Another marker will recall the bravery of U.S. Army Cpl. Clinton Greaves, a Buffalo Soldier who won the Medal of Honor for saving the lives of comrades during combat with Apache Indians on Jan. 24, 1877, in New Mexico. (Indians coined the term “Buffalo Soldiers” to describe African-Americans in the military because of their tight curly hair.)
While a U.S. Army base in South Korea is named for him, Cpl. Greaves previously has garnered little attention in his Virginia birthplace, Madison County, until now.
The Madison American Legion Post No. 157 is sponsoring the marker to Cpl. Greaves, who was born into an enslaved family and went on to serve with distinction with the segregated 9th Cavalry, according to the marker.
His big moment, the marker states, came when he was part of a small detachment sent to persuade 50 Apaches to return to a reservation. The cavalry group was surrounded instead. Cpl. Greaves is credited, the marker states, with engaging in hand-to-hand combat to create a gap in the Apaches’ line that allowed him and his comrades to get away.
Two years later, President Rutherford. B. Hayes awarded Cpl. Greaves the Medal of Honor for his “extraordinary heroism,” leading to the Army generations later naming the base in his honor and dedicating a statue to him on the property.
The marker honoring him is to be placed on Main Street in Madison.
Also being remembered with a marker is the late Nellie Pratt Russell, who taught English for 50 years at now defunct St. Paul’s College, which was founded by her father-in-law, Episcopal priest James Solomon Russell.
Alpha Kappa Alpha is sponsoring the marker to celebrate Mrs. Russell’s role in education and in the sorority. According to the marker, she is one of the six Howard University students who incorporated the sorority in 1913, five years after its founding as the first African-American Greek letter organization for women.
The marker is to be placed in Brunswick County.
Meanwhile another marker has been approved for the town of Orange in Orange County to remember Capt.
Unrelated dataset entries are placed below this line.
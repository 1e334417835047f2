//! MergeService: orchestrates sources, applies merge policy, deserializes to NavigatorConfig.

use crate::config::sources::{environment, global_file, workspace_file};
use crate::config::NavigatorConfig;
use config::{ConfigError, File};
use std::path::Path;

use super::merge_policy;

/// Merge service for config composition.
pub struct MergeService;

impl MergeService {
    /// Load config from workspace and standard sources.
    /// Precedence: global file (lowest) -> workspace file -> environment (highest).
    pub fn load(workspace_root: &Path) -> Result<NavigatorConfig, ConfigError> {
        let builder = merge_policy::builder_with_defaults()?;
        let builder = global_file::add_to_builder(builder)?;
        let builder = workspace_file::add_to_builder(builder, workspace_root)?;
        let builder = environment::add_to_builder(builder)?;

        builder.build()?.try_deserialize()
    }

    /// Load config from a specific file with environment overlay.
    pub fn load_from_file(path: &Path) -> Result<NavigatorConfig, ConfigError> {
        let builder = merge_policy::builder_with_defaults()?;
        let builder = builder.add_source(File::from(path).required(true));
        let builder = environment::add_to_builder(builder)?;

        builder.build()?.try_deserialize()
    }
}
//! Sibling ordering for files.
//!
//! Names are compared only over their common length, so a name and any of its
//! prefixes compare equal. Positions of same-prefix names therefore depend on
//! insertion order, not on a full lexicographic sort.

use std::cmp::Ordering;

/// Compare two names over `[0, min(len(a), len(b)))` characters.
pub fn compare_names(a: &str, b: &str) -> Ordering {
    let len = a.chars().count().min(b.chars().count());
    a.chars().take(len).cmp(b.chars().take(len))
}

/// Index at which `name` goes in a list kept in descending order: before the
/// first element it compares strictly greater than, otherwise at the end.
/// Equal names land after the ones already present.
pub fn descending_index<'a, I>(existing: I, name: &str) -> usize
where
    I: IntoIterator<Item = &'a str>,
{
    let mut count = 0;
    for (index, other) in existing.into_iter().enumerate() {
        if compare_names(name, other) == Ordering::Greater {
            return index;
        }
        count = index + 1;
    }
    count
}

/// Descending insertion into an already ordered list.
pub fn insert_descending<T, F>(list: &mut Vec<T>, item: T, name_of: F)
where
    F: Fn(&T) -> &str,
{
    let index = descending_index(list.iter().map(&name_of), name_of(&item));
    list.insert(index, item);
}
impl Navigator {
    /// Create an empty navigator. The change source receives the configured
    /// filter pattern straight away.
    pub fn new(config: &NavigatorConfig, source: Arc<dyn ChangeSource>) -> Result<Self> {
        let filter = FilterEngine::new(&config.filter.pattern, config.filter.case_sensitive)?;
        source.set_filter_pattern(filter.pattern());

        Ok(Self {
            state: RwLock::new(NavigatorState {
                tree: NavigationTree::new(),
                cache: NodeCache::new(),
                filter,
                armed: Vec::new(),
            }),
            loader: TreeLoader::new(&config.loader),
            source,
            content: Arc::new(NoopHooks),
            root_owner: Arc::new(NoopHooks),
            audit: config.watch.audit || cfg!(debug_assertions),
        })
    }

    pub fn with_content_loader(mut self, content: Arc<dyn ContentLoader>) -> Self {
        self.content = content;
        self
    }

    pub fn with_root_collection(mut self, root_owner: Arc<dyn RootCollection>) -> Self {
        self.root_owner = root_owner;
        self
    }

    /// Enable or disable the audit and repair pass after each mutation.
    pub fn with_self_heal(mut self, enabled: bool) -> Self {
        self.audit = enabled;
        self
    }

    // Filter

    pub fn filter(&self) -> String {
        self.state.read().filter.pattern().to_string()
    }

    /// Replace the filter pattern, pass it on to the change source and
    /// recompute visibility. Tree membership is left alone.
    pub fn set_filter(&self, pattern: &str) -> Result<()> {
        let mut state = self.state.write();
        state.filter.set_filter(pattern)?;
        self.source.set_filter_pattern(state.filter.pattern());

        let NavigatorState { tree, filter, .. } = &mut *state;
        filter.apply_visibility(tree);
        info!(pattern = filter.pattern(), "Filter updated");
        Ok(())
    }

    // Loading

    /// Load `path` recursively and add it as a root.
    ///
    /// A navigation root is armed on the change source once its nodes are all
    /// in the tree and cache; a plain root is loaded but never watched.
    /// Loading a path that is already a root returns its existing id.
    pub fn load_file_system_content(&self, path: &Path, is_navigation_root: bool) -> Result<NodeId> {
        require_path(path, "path")?;
        let path = dunce::canonicalize(path).map_err(|e| NavError::io(path, e))?;

        let filter = {
            let state = self.state.read();
            if let Some(existing) = Self::existing_root(&state, &path)? {
                return Ok(existing);
            }
            state.filter.clone()
        };

        // Scan without holding the lock.
        let mut scanned = self.loader.scan_folder(&path, &filter)?;

        let mut state = self.state.write();
        if let Some(existing) = Self::existing_root(&state, &path)? {
            return Ok(existing);
        }
        if state.filter.pattern() != filter.pattern() {
            debug!(path = %path.display(), "Filter changed during scan; rescanning");
            scanned = self.loader.scan_folder(&path, &state.filter)?;
        }

        let node_count = scanned.node_count();
        let visibility = if is_navigation_root {
            InitialVisibility::Deferred
        } else {
            InitialVisibility::Computed
        };
        let NavigatorState {
            tree,
            cache,
            filter,
            armed,
        } = &mut *state;
        let id = self.loader.attach_folder(tree, cache, scanned, visibility, filter);
        tree.push_root(id);

        if is_navigation_root {
            if let Err(e) = self.source.arm_root(&path, filter.pattern()) {
                tree.remove_root_entry(id);
                for removed in tree.remove_subtree(id) {
                    cache.remove(&removed);
                }
                return Err(e);
            }
            armed.push(path.clone());
        }
        filter.apply_visibility(tree);

        info!(
            root = %path.display(),
            id = %id,
            nodes = node_count,
            watched = is_navigation_root,
            "Loaded root"
        );
        Ok(id)
    }

    /// Load and arm a navigation root.
    pub fn load_root(&self, path: &Path) -> Result<NodeId> {
        self.load_file_system_content(path, true)
    }

    fn existing_root(state: &NavigatorState, path: &Path) -> Result<Option<NodeId>> {
        if let Some(id) = state.tree.root_by_path(path) {
            return Ok(Some(id));
        }
        if state.cache.contains(path) {
            return Err(NavError::InvalidArgument(format!(
                "{} is already loaded inside another root",
                path.display()
            )));
        }
        let contains_root = state
            .tree
            .roots()
            .iter()
            .filter_map(|id| state.tree.node(*id))
            .any(|root| root.full_name().starts_with(path));
        if contains_root {
            return Err(NavError::InvalidArgument(format!(
                "{} contains an already loaded root",
                path.display()
            )));
        }
        Ok(None)
    }

    /// Stop watching a root and drop its subtree from tree and cache.
    /// Returns false when `path` is not a loaded root.
    pub fn release_file_system_content(&self, path: &Path) -> Result<bool> {
        require_path(path, "path")?;
        let path = dunce::canonicalize(path).unwrap_or_else(|_| path.to_path_buf());

        let outcome = {
            let mut state = self.state.write();
            let Some(root) = state.tree.root_by_path(&path) else {
                debug!(root = %path.display(), "Release for unknown root ignored");
                return Ok(false);
            };
            if state.armed.contains(&path) {
                state.disarm(self.source.as_ref(), &path);
            }
            let outcome = Reconciler::new(&mut state, &self.loader).release_root(root, &path);
            let leftover = state.cache.remove_under(&path);
            if leftover > 0 {
                error!(root = %path.display(), leftover, "Cache entries survived release; dropped");
            }
            self.check_consistency(&mut state);
            outcome
        };

        info!(root = %path.display(), "Released root");
        self.run_hooks(outcome);
        Ok(true)
    }

    // Change events

    /// Apply one change event. Events for paths outside every armed root are
    /// dropped.
    pub fn handle_change(&self, event: &ChangeEvent) -> Result<()> {
        let outcome = {
            let mut state = self.state.write();
            let relevant = match event {
                ChangeEvent::Renamed { from, to } => {
                    state.is_inside_armed(from) || state.is_inside_armed(to)
                }
                other => state.is_inside_armed(other.path()),
            };
            if !relevant {
                require_path(event.path(), "path")?;
                debug!(?event, "Event outside watched roots ignored");
                return Ok(());
            }

            let outcome = Reconciler::new(&mut state, &self.loader).apply(event)?;
            for root in &outcome.removed_roots {
                state.disarm(self.source.as_ref(), root);
            }
            self.check_consistency(&mut state);
            outcome
        };

        self.run_hooks(outcome);
        Ok(())
    }

    /// Apply a change given as `(kind, new path, old path)`, the shape raw
    /// watchers report. A rename without its old path is an invalid argument.
    pub fn handle_change_parts(
        &self,
        kind: ChangeKind,
        new_path: &Path,
        old_path: Option<&Path>,
    ) -> Result<()> {
        let event = ChangeEvent::from_parts(kind, new_path.to_path_buf(), old_path.map(Path::to_path_buf))
            .ok_or_else(|| NavError::InvalidArgument("old path must not be empty".to_string()))?;
        self.handle_change(&event)
    }

    fn run_hooks(&self, outcome: ReconcileOutcome) {
        for root in &outcome.removed_roots {
            self.root_owner.remove_root(root);
        }
        for file in &outcome.reload {
            debug!(path = %file.info.path.display(), "Reloading selected file");
            self.content.load_batch_for_selected_node(file);
        }
    }

    // Consistency

    /// Compare cache against tree without changing either.
    pub fn audit(&self) -> ConsistencyReport {
        let state = self.state.read();
        ConsistencyReport::compute(&state.tree, &state.cache)
    }

    fn check_consistency(&self, state: &mut NavigatorState) {
        if !self.audit {
            return;
        }
        let report = ConsistencyReport::compute(&state.tree, &state.cache);
        if !report.is_consistent() {
            heal(state, &report);
        }
    }

    // Readers

    pub fn get(&self, path: &Path) -> Option<NavigationNode> {
        let state = self.state.read();
        state.cache.get(path).and_then(|id| state.tree.node(id)).cloned()
    }

    pub fn get_folder(&self, path: &Path) -> Option<FolderNode> {
        let state = self.state.read();
        state
            .cache
            .get_folder(path)
            .and_then(|id| state.tree.folder(id))
            .cloned()
    }

    pub fn get_file(&self, path: &Path) -> Option<FileNode> {
        let state = self.state.read();
        state
            .cache
            .get_file(path)
            .and_then(|id| state.tree.file(id))
            .cloned()
    }

    pub fn roots(&self) -> Vec<PathBuf> {
        let state = self.state.read();
        state
            .tree
            .roots()
            .iter()
            .filter_map(|id| state.tree.node(*id))
            .map(|node| node.full_name().to_path_buf())
            .collect()
    }

    pub fn armed_roots(&self) -> Vec<PathBuf> {
        self.state.read().armed.clone()
    }

    pub fn is_armed(&self, path: &Path) -> bool {
        self.state.read().armed.iter().any(|r| r == path)
    }

    /// Every cached path, sorted.
    pub fn cached_paths(&self) -> Vec<PathBuf> {
        let state = self.state.read();
        let mut paths: Vec<PathBuf> = state.cache.paths().map(Path::to_path_buf).collect();
        paths.sort();
        paths
    }

    /// Borrow tree and cache under the read lock.
    pub fn with_tree<R>(&self, read: impl FnOnce(&NavigationTree, &NodeCache) -> R) -> R {
        let state = self.state.read();
        read(&state.tree, &state.cache)
    }

    pub fn snapshot(&self) -> TreeSnapshot {
        let state = self.state.read();
        TreeSnapshot::capture(&state.tree, state.filter.pattern())
    }

    /// Mark a node selected or unselected. Selecting a file asks the content
    /// loader to parse it. Returns false for unknown paths.
    pub fn set_selected(&self, path: &Path, selected: bool) -> bool {
        let newly_selected_file = {
            let mut state = self.state.write();
            let Some(id) = state.cache.get(path) else {
                return false;
            };
            let Some(node) = state.tree.node_mut(id) else {
                return false;
            };
            let was_selected = node.is_selected();
            node.header_mut().is_selected = selected;
            match node {
                NavigationNode::File(file) if selected && !was_selected => Some(file.clone()),
                _ => None,
            }
        };

        if let Some(file) = newly_selected_file {
            self.content.load_batch_for_selected_node(&file);
        }
        true
    }
}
Andrew Maples Jr., a Tuskegee Airman who grew up in Orange and lost his life protecting American bombers during World War II.
According to the marker sponsored by a relative, Doris Maples Walker, his red-tail fighter plane went down in the Adriatic Sea during a combat mission over Italy on June 26, 1944. While officially listed as missing in action, he was promoted to captain and awarded the Air Medal. He was officially declared dead by the Army in 1945 and posthumously awarded the Purple Heart.
Other markers approved by the Department of Historic Resources include one for Charlottesville’s 50-year-old Dogwood Vietnam Memorial, believed to be the nation’s first public memorial to soldiers who died in the war in Southeast Asia.
A project of the Charlottesville Dogwood Festival Inc., the memorial was conceived in late 1965 after news arrived of the first casualty of the Vietnam War from the Albemarle County area. It opened in 1966. Then, the memorial consisted of a plaza, a memorial plaque and a flagpole.
Known as “the hill that heals,” the marker states that the memorial was renovated and expanded two years ago.